● About this exercise: Where "derive" occurs in a line of the entries below, copy that line.

[Opening Dataset content section]

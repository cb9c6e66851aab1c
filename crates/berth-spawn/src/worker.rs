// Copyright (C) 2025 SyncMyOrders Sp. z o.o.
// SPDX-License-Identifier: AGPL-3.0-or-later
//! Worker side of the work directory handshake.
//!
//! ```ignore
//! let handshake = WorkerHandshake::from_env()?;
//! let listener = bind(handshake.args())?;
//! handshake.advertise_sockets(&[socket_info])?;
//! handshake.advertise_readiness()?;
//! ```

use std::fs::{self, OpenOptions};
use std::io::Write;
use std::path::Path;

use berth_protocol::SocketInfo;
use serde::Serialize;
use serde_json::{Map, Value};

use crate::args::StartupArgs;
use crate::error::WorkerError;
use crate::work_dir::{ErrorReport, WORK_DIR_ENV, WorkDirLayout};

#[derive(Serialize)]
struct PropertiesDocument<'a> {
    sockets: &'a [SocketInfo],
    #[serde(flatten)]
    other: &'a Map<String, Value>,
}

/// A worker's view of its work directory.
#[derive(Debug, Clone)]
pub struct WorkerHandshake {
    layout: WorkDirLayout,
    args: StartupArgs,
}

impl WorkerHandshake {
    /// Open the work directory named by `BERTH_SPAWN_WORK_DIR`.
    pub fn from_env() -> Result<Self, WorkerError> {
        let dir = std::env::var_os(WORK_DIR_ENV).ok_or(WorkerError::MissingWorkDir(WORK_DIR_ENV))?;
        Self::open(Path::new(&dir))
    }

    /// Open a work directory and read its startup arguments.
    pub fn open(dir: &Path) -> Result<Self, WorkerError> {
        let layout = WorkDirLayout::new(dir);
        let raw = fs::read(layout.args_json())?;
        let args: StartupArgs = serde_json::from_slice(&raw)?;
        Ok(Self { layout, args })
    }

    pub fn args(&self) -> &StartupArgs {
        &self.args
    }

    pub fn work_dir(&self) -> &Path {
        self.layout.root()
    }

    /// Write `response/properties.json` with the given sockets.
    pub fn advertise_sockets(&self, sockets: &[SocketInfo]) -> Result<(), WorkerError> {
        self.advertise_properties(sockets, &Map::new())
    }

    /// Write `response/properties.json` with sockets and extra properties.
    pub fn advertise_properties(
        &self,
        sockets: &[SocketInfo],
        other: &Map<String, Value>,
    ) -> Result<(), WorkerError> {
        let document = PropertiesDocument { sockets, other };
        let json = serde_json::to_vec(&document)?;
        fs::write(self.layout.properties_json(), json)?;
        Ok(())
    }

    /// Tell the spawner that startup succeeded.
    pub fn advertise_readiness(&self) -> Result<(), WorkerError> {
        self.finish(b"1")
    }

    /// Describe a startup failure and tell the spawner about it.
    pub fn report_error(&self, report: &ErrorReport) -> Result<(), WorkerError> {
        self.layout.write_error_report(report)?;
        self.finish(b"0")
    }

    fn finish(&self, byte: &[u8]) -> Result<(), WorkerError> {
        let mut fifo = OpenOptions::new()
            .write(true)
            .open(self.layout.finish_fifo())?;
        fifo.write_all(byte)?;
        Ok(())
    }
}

[Closing Dataset content section]

● Result below:
#[derive(Serialize)]
#[derive(Debug, Clone)]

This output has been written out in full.